### PROBLEM
When a line below contains the string "mapping", show that line.

BEGIN RECORDED INFORMATION

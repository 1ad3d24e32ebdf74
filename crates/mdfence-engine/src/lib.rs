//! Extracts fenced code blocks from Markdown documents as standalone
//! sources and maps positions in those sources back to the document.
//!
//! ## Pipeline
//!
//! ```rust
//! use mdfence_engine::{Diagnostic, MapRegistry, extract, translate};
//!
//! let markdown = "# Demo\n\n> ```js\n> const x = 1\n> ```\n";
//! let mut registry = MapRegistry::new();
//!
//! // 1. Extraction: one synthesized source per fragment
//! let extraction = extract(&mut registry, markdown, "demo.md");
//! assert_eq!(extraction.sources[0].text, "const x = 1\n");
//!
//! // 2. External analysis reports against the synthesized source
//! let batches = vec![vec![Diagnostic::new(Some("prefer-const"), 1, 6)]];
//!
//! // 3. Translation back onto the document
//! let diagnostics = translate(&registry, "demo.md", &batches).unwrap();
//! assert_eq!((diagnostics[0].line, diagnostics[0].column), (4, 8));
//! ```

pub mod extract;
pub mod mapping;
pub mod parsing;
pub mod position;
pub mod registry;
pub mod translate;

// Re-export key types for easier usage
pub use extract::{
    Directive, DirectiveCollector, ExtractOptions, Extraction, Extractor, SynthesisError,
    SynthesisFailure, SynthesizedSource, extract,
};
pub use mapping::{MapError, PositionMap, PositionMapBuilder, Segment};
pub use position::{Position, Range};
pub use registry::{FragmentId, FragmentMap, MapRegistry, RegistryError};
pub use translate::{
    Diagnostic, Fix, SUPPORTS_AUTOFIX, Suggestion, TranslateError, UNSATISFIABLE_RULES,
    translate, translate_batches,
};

END RECORDED INFORMATION

### COMPLETED EXERCISE
pub mod mapping;
pub use mapping::{MapError, PositionMap, PositionMapBuilder, Segment};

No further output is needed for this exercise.